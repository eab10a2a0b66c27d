use std::sync::Arc;

use thiserror::Error;

use crate::segments::{GenomicRecord, RecordOverlay, RecordView};

/// Errors raised while assembling a parent segment.
#[derive(Debug, Error, PartialEq, Eq)]
pub enum SegmentError {
    /// No primary record was supplied.
    #[error("segment contains no records")]
    EmptySegment,

    /// Record belongs to a different reference sequence than the segment.
    #[error("record on {found} cannot join segment on {expected}")]
    ReferenceMismatch {
        /// Reference id of the segment.
        expected: Arc<str>,
        /// Reference id of the rejected record.
        found: Arc<str>,
    },

    /// Primary positions must be strictly increasing.
    #[error("position {position} does not follow previous position {previous}")]
    PositionOutOfOrder {
        /// Last accepted primary position.
        previous: u32,
        /// Rejected position.
        position: u32,
    },

    /// Overlay edit names a position with no primary record.
    #[error("no primary record at position {0}")]
    UnknownPosition(u32),
}

/// Contiguous, position-ordered run of records on one reference sequence.
///
/// The segment owns its backing sequence and overlay. Sub-segments borrow it
/// read-only and never modify either.
#[derive(Debug, Clone, PartialEq)]
pub struct ParentSegment {
    reference_id: Arc<str>,
    records: Vec<GenomicRecord>,
    overlay: RecordOverlay,
}

impl ParentSegment {
    /// Start building a segment.
    pub fn builder() -> ParentSegmentBuilder {
        ParentSegmentBuilder::new()
    }

    /// Build an overlay-free segment from position-ordered records.
    pub fn from_records<I>(records: I) -> Result<Self, SegmentError>
    where
        I: IntoIterator<Item = GenomicRecord>,
    {
        let mut builder = ParentSegmentBuilder::new();
        for record in records {
            builder.push(record)?;
        }
        builder.build()
    }

    /// Reference sequence shared by every record of the segment.
    pub fn reference_id(&self) -> &Arc<str> {
        &self.reference_id
    }

    /// Position of the first primary record.
    pub fn first_position(&self) -> u32 {
        // Builder guarantees at least one record.
        self.records[0].position
    }

    /// Position of the last primary record.
    pub fn last_position(&self) -> u32 {
        self.records[self.records.len() - 1].position
    }

    /// Number of primary records, hidden ones included.
    pub fn len(&self) -> usize {
        self.records.len()
    }

    /// Always false for a built segment.
    pub fn is_empty(&self) -> bool {
        self.records.is_empty()
    }

    /// Backing sequence, ignoring the overlay.
    pub fn records(&self) -> &[GenomicRecord] {
        &self.records
    }

    /// Hidden records and spliced insertions.
    pub fn overlay(&self) -> &RecordOverlay {
        &self.overlay
    }

    /// Primary record at `position`, hidden or not.
    pub fn record_at(&self, position: u32) -> Option<&GenomicRecord> {
        self.records
            .binary_search_by_key(&position, |record| record.position)
            .ok()
            .map(|idx| &self.records[idx])
    }

    /// Overlay-aware view of the whole segment.
    pub fn all_records(&self) -> RecordView<'_> {
        self.all_records_in(self.first_position(), self.last_position())
    }

    /// Overlay-aware view of primary records within `[start, end]`.
    ///
    /// Every call returns an independent iterator.
    pub fn all_records_in(&self, start: u32, end: u32) -> RecordView<'_> {
        RecordView::new(self.primary_range(start, end), &self.overlay)
    }

    /// Number of records the view over `[start, end]` yields.
    pub fn actual_length(&self, start: u32, end: u32) -> usize {
        self.primary_range(start, end)
            .iter()
            .map(|record| {
                let visible = usize::from(!self.overlay.is_hidden(record.position));
                visible + self.overlay.after(record.position).len()
            })
            .sum()
    }

    /// Position of the first primary record within `[start, end]`.
    pub fn first_position_in(&self, start: u32, end: u32) -> Option<u32> {
        self.primary_range(start, end).first().map(|record| record.position)
    }

    fn primary_range(&self, start: u32, end: u32) -> &[GenomicRecord] {
        if start > end {
            return &[];
        }
        let lower = self.records.partition_point(|record| record.position < start);
        let upper = self.records.partition_point(|record| record.position <= end);
        &self.records[lower..upper]
    }
}

/// Incremental constructor validating segment invariants.
#[derive(Debug, Default)]
pub struct ParentSegmentBuilder {
    records: Vec<GenomicRecord>,
    overlay: RecordOverlay,
}

impl ParentSegmentBuilder {
    /// Create an empty builder.
    pub fn new() -> Self {
        Self::default()
    }

    /// Number of primary records pushed so far.
    pub fn len(&self) -> usize {
        self.records.len()
    }

    /// Whether no primary record was pushed yet.
    pub fn is_empty(&self) -> bool {
        self.records.is_empty()
    }

    /// Position of the last primary record pushed.
    pub fn last_position(&self) -> Option<u32> {
        self.records.last().map(|record| record.position)
    }

    /// Reference id fixed by the first record.
    pub fn reference_id(&self) -> Option<&Arc<str>> {
        self.records.first().map(|record| &record.reference_id)
    }

    /// Append a primary record.
    pub fn push(&mut self, record: GenomicRecord) -> Result<&mut Self, SegmentError> {
        self.check_reference(&record)?;
        if let Some(previous) = self.last_position() {
            if record.position <= previous {
                return Err(SegmentError::PositionOutOfOrder {
                    previous,
                    position: record.position,
                });
            }
        }
        self.records.push(record);
        Ok(self)
    }

    /// Exclude the primary record at `position` from every view.
    pub fn hide(&mut self, position: u32) -> Result<&mut Self, SegmentError> {
        self.check_known(position)?;
        self.overlay.hide(position);
        Ok(self)
    }

    /// Splice `records` immediately after the primary record at `position`.
    ///
    /// Repeated calls for the same position append in call order.
    pub fn insert_after(
        &mut self,
        position: u32,
        records: Vec<GenomicRecord>,
    ) -> Result<&mut Self, SegmentError> {
        self.check_known(position)?;
        for record in &records {
            self.check_reference(record)?;
        }
        self.overlay.insert_after(position, records);
        Ok(self)
    }

    /// Finish the segment.
    pub fn build(self) -> Result<ParentSegment, SegmentError> {
        let reference_id = match self.records.first() {
            Some(record) => Arc::clone(&record.reference_id),
            None => return Err(SegmentError::EmptySegment),
        };
        Ok(ParentSegment {
            reference_id,
            records: self.records,
            overlay: self.overlay,
        })
    }

    fn check_reference(&self, record: &GenomicRecord) -> Result<(), SegmentError> {
        match self.reference_id() {
            Some(expected) if *expected != record.reference_id => {
                Err(SegmentError::ReferenceMismatch {
                    expected: Arc::clone(expected),
                    found: Arc::clone(&record.reference_id),
                })
            }
            _ => Ok(()),
        }
    }

    fn check_known(&self, position: u32) -> Result<(), SegmentError> {
        self.records
            .binary_search_by_key(&position, |record| record.position)
            .map(|_| ())
            .map_err(|_| SegmentError::UnknownPosition(position))
    }
}
#[path = "common/mod.rs"]
mod common;

use std::collections::HashSet;

use blake3::Hasher;
use common::{annotated_records, Mark};
use indel_segmenter::{Segmenter, SplitConfig};

#[test]
fn segmentation_is_deterministic() {
    let marks = [
        (104, Mark::Evidence(3)),
        (105, Mark::Evidence(4)),
        (140, Mark::TrueIndel),
        (171, Mark::Evidence(2)),
    ];
    let records = annotated_records("chrDeterministic", 100..=200, &marks);

    let mut fingerprints = HashSet::new();
    for _ in 0..5 {
        let segmenter = Segmenter::new(SplitConfig::new(8, 2).expect("valid config"), 10)
            .expect("segmenter initialises");
        let mut hasher = Hasher::new();
        segmenter
            .run(records.clone(), |_, subs| {
                for sub in subs {
                    hasher.update(&sub.indel_position().to_le_bytes());
                    for record in sub.all_records() {
                        hasher.update(&record.position.to_le_bytes());
                    }
                }
                Ok(())
            })
            .expect("segmentation succeeds");
        fingerprints.insert(hasher.finalize());
    }

    assert_eq!(fingerprints.len(), 1, "outputs diverged across runs");
}
//! Message Store service: validated sends, ordered reads, read receipts.
//!
//! The server-persisted log is the sole source of truth for a conversation;
//! any client cache is a transient view. Ids are assigned here (through the
//! repository), never accepted from clients.

use chrono::Utc;
use exhale_types::appointment::Appointment;
use exhale_types::config::PlatformConfig;
use exhale_types::error::MessageError;
use exhale_types::identity::{Principal, Role};
use exhale_types::message::AppointmentMessage;
use tracing::info;
use uuid::Uuid;

use crate::scheduling::repository::AppointmentRepository;

use super::repository::MessageRepository;

/// Orchestrates message persistence and read receipts for one deployment.
///
/// Generic over the message and appointment repositories; the appointment
/// repository is only consulted for party authorization.
pub struct MessageService<M: MessageRepository, A: AppointmentRepository> {
    messages: M,
    appointments: A,
    max_chars: usize,
}

impl<M: MessageRepository, A: AppointmentRepository> MessageService<M, A> {
    pub fn new(messages: M, appointments: A, config: &PlatformConfig) -> Self {
        Self {
            messages,
            appointments,
            max_chars: config.max_message_chars,
        }
    }

    /// Access the message repository.
    pub fn message_repo(&self) -> &M {
        &self.messages
    }

    /// Persist a message from the calling party.
    ///
    /// Rejects empty text and text beyond the configured length bound before
    /// any write. The returned message carries the server-assigned id.
    pub async fn send(
        &self,
        principal: Principal,
        appointment_id: &Uuid,
        text: &str,
    ) -> Result<AppointmentMessage, MessageError> {
        if text.is_empty() {
            return Err(MessageError::Validation(
                "message text is empty".to_string(),
            ));
        }
        let chars = text.chars().count();
        if chars > self.max_chars {
            return Err(MessageError::Validation(format!(
                "message text is {chars} characters, limit is {}",
                self.max_chars
            )));
        }
        self.authorize(principal, appointment_id).await?;

        let message = self
            .messages
            .append(appointment_id, principal.role, text, Utc::now())
            .await?;
        info!(appointment_id = %appointment_id, message_id = message.id, "Message stored");
        Ok(message)
    }

    /// Full ordered conversation log, visible to parties only.
    pub async fn list(
        &self,
        principal: Principal,
        appointment_id: &Uuid,
    ) -> Result<Vec<AppointmentMessage>, MessageError> {
        self.authorize(principal, appointment_id).await?;
        Ok(self.messages.list(appointment_id).await?)
    }

    /// Mark the counterpart's messages as read by the caller. Idempotent.
    pub async fn mark_read(
        &self,
        principal: Principal,
        appointment_id: &Uuid,
    ) -> Result<(), MessageError> {
        self.authorize(principal, appointment_id).await?;
        let changed = self
            .messages
            .mark_read(appointment_id, principal.role)
            .await?;
        if changed > 0 {
            info!(appointment_id = %appointment_id, changed, "Messages marked read");
        }
        Ok(())
    }

    /// A principal may only touch conversations of appointments where they
    /// are the party matching their role. Anything else looks like a missing
    /// appointment.
    async fn authorize(
        &self,
        principal: Principal,
        appointment_id: &Uuid,
    ) -> Result<Appointment, MessageError> {
        let appointment = self
            .appointments
            .get(appointment_id)
            .await
            .map_err(|e| MessageError::Storage(e.to_string()))?
            .ok_or(MessageError::NotFound)?;
        let matches_party = match principal.role {
            Role::Participant => appointment.participant_id == principal.id,
            Role::Coach => appointment.coach_id == principal.id,
        };
        if !matches_party {
            return Err(MessageError::NotFound);
        }
        Ok(appointment)
    }
}

#[cfg(test)]
mod tests {
    use super::*;
    use crate::scheduling::repository::AppointmentRepository;
    use crate::scheduling::testing::InMemoryAppointmentRepository;
    use chrono::DateTime;
    use exhale_types::appointment::AppointmentStatus;
    use exhale_types::error::RepositoryError;
    use std::collections::HashMap;
    use std::sync::{Arc, Mutex};

    /// In-memory message log with the SQLite implementation's semantics:
    /// per-appointment monotonic ids, monotonic read flags.
    #[derive(Clone, Default)]
    struct InMemoryMessageRepository {
        inner: Arc<Mutex<HashMap<Uuid, Vec<AppointmentMessage>>>>,
    }

    impl MessageRepository for InMemoryMessageRepository {
        async fn append(
            &self,
            appointment_id: &Uuid,
            sender_role: Role,
            text: &str,
            created_at: DateTime<Utc>,
        ) -> Result<AppointmentMessage, RepositoryError> {
            let mut map = self.inner.lock().unwrap();
            let log = map.entry(*appointment_id).or_default();
            let next_id = log.last().map(|m| m.id + 1).unwrap_or(1);
            let message = AppointmentMessage {
                id: next_id,
                appointment_id: *appointment_id,
                sender_role,
                text: text.to_string(),
                created_at,
                read_by_participant: sender_role == Role::Participant,
                read_by_coach: sender_role == Role::Coach,
            };
            log.push(message.clone());
            Ok(message)
        }

        async fn list(
            &self,
            appointment_id: &Uuid,
        ) -> Result<Vec<AppointmentMessage>, RepositoryError> {
            Ok(self
                .inner
                .lock()
                .unwrap()
                .get(appointment_id)
                .cloned()
                .unwrap_or_default())
        }

        async fn mark_read(
            &self,
            appointment_id: &Uuid,
            reader_role: Role,
        ) -> Result<u64, RepositoryError> {
            let mut map = self.inner.lock().unwrap();
            let mut changed = 0;
            if let Some(log) = map.get_mut(appointment_id) {
                for m in log.iter_mut().filter(|m| m.sender_role != reader_role) {
                    let flag = match reader_role {
                        Role::Participant => &mut m.read_by_participant,
                        Role::Coach => &mut m.read_by_coach,
                    };
                    if !*flag {
                        *flag = true;
                        changed += 1;
                    }
                }
            }
            Ok(changed)
        }

        async fn count_messages(&self) -> Result<u64, RepositoryError> {
            Ok(self
                .inner
                .lock()
                .unwrap()
                .values()
                .map(|log| log.len() as u64)
                .sum())
        }
    }

    struct Fixture {
        service: MessageService<InMemoryMessageRepository, InMemoryAppointmentRepository>,
        appointment_id: Uuid,
        participant: Principal,
        coach: Principal,
    }

    async fn fixture() -> Fixture {
        let appointments = InMemoryAppointmentRepository::new();
        let participant = Principal::new(Uuid::now_v7(), Role::Participant);
        let coach = Principal::new(Uuid::now_v7(), Role::Coach);
        let appointment = exhale_types::appointment::Appointment {
            id: Uuid::now_v7(),
            participant_id: participant.id,
            coach_id: coach.id,
            scheduled_start: Utc::now() + chrono::Duration::days(3),
            duration_minutes: 120,
            status: AppointmentStatus::Confirmed,
            notes: None,
            rating: None,
            history: Vec::new(),
            created_at: Utc::now(),
            updated_at: Utc::now(),
        };
        appointments.insert_booking(&appointment).await.unwrap();
        let service = MessageService::new(
            InMemoryMessageRepository::default(),
            appointments,
            &PlatformConfig::default(),
        );
        Fixture {
            service,
            appointment_id: appointment.id,
            participant,
            coach,
        }
    }

    #[tokio::test]
    async fn send_assigns_strictly_increasing_ids() {
        let f = fixture().await;
        for i in 0..5 {
            f.service
                .send(f.participant, &f.appointment_id, &format!("update {i}"))
                .await
                .unwrap();
        }
        let log = f.service.list(f.participant, &f.appointment_id).await.unwrap();
        let ids: Vec<i64> = log.iter().map(|m| m.id).collect();
        assert_eq!(ids, vec![1, 2, 3, 4, 5]);
    }

    #[tokio::test]
    async fn send_sets_sender_flag_only() {
        let f = fixture().await;
        let msg = f
            .service
            .send(f.coach, &f.appointment_id, "how was the week?")
            .await
            .unwrap();
        assert!(msg.read_by_coach);
        assert!(!msg.read_by_participant);
    }

    #[tokio::test]
    async fn empty_and_oversized_text_rejected_without_write() {
        let f = fixture().await;
        let err = f
            .service
            .send(f.participant, &f.appointment_id, "")
            .await
            .unwrap_err();
        assert!(matches!(err, MessageError::Validation(_)));

        let long = "x".repeat(PlatformConfig::default().max_message_chars + 1);
        let err = f
            .service
            .send(f.participant, &f.appointment_id, &long)
            .await
            .unwrap_err();
        assert!(matches!(err, MessageError::Validation(_)));

        let log = f.service.list(f.participant, &f.appointment_id).await.unwrap();
        assert!(log.is_empty());
    }

    #[tokio::test]
    async fn mark_read_is_idempotent() {
        let f = fixture().await;
        f.service
            .send(f.participant, &f.appointment_id, "checking in")
            .await
            .unwrap();
        f.service
            .send(f.coach, &f.appointment_id, "proud of you")
            .await
            .unwrap();

        f.service.mark_read(f.coach, &f.appointment_id).await.unwrap();
        let after_first = f.service.list(f.coach, &f.appointment_id).await.unwrap();

        f.service.mark_read(f.coach, &f.appointment_id).await.unwrap();
        let after_second = f.service.list(f.coach, &f.appointment_id).await.unwrap();

        assert_eq!(after_first, after_second);
        // The participant's message is now read by both; the coach's own
        // message is untouched.
        assert!(after_second[0].read_by_coach);
        assert!(!after_second[1].read_by_participant);
    }

    #[tokio::test]
    async fn strangers_see_not_found() {
        let f = fixture().await;
        let stranger = Principal::new(Uuid::now_v7(), Role::Participant);
        let err = f
            .service
            .send(stranger, &f.appointment_id, "hello?")
            .await
            .unwrap_err();
        assert!(matches!(err, MessageError::NotFound));

        let err = f.service.list(stranger, &f.appointment_id).await.unwrap_err();
        assert!(matches!(err, MessageError::NotFound));
    }

    #[tokio::test]
    async fn unknown_appointment_is_not_found() {
        let f = fixture().await;
        let err = f
            .service
            .send(f.participant, &Uuid::now_v7(), "hello?")
            .await
            .unwrap_err();
        assert!(matches!(err, MessageError::NotFound));
    }
}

◆ ◆ ◆

> Task objective
Having output the line that contains "pub enum SegmentError", stop. Every line before it, back to the first line of the data, must be reproduced exactly.

> Solution
repository eab10a2a0b66c27d
use std::sync::Arc;

use thiserror::Error;

use crate::segments::{GenomicRecord, RecordOverlay, RecordView};

/// Errors raised while assembling a parent segment.
#[derive(Debug, Error, PartialEq, Eq)]
pub enum SegmentError {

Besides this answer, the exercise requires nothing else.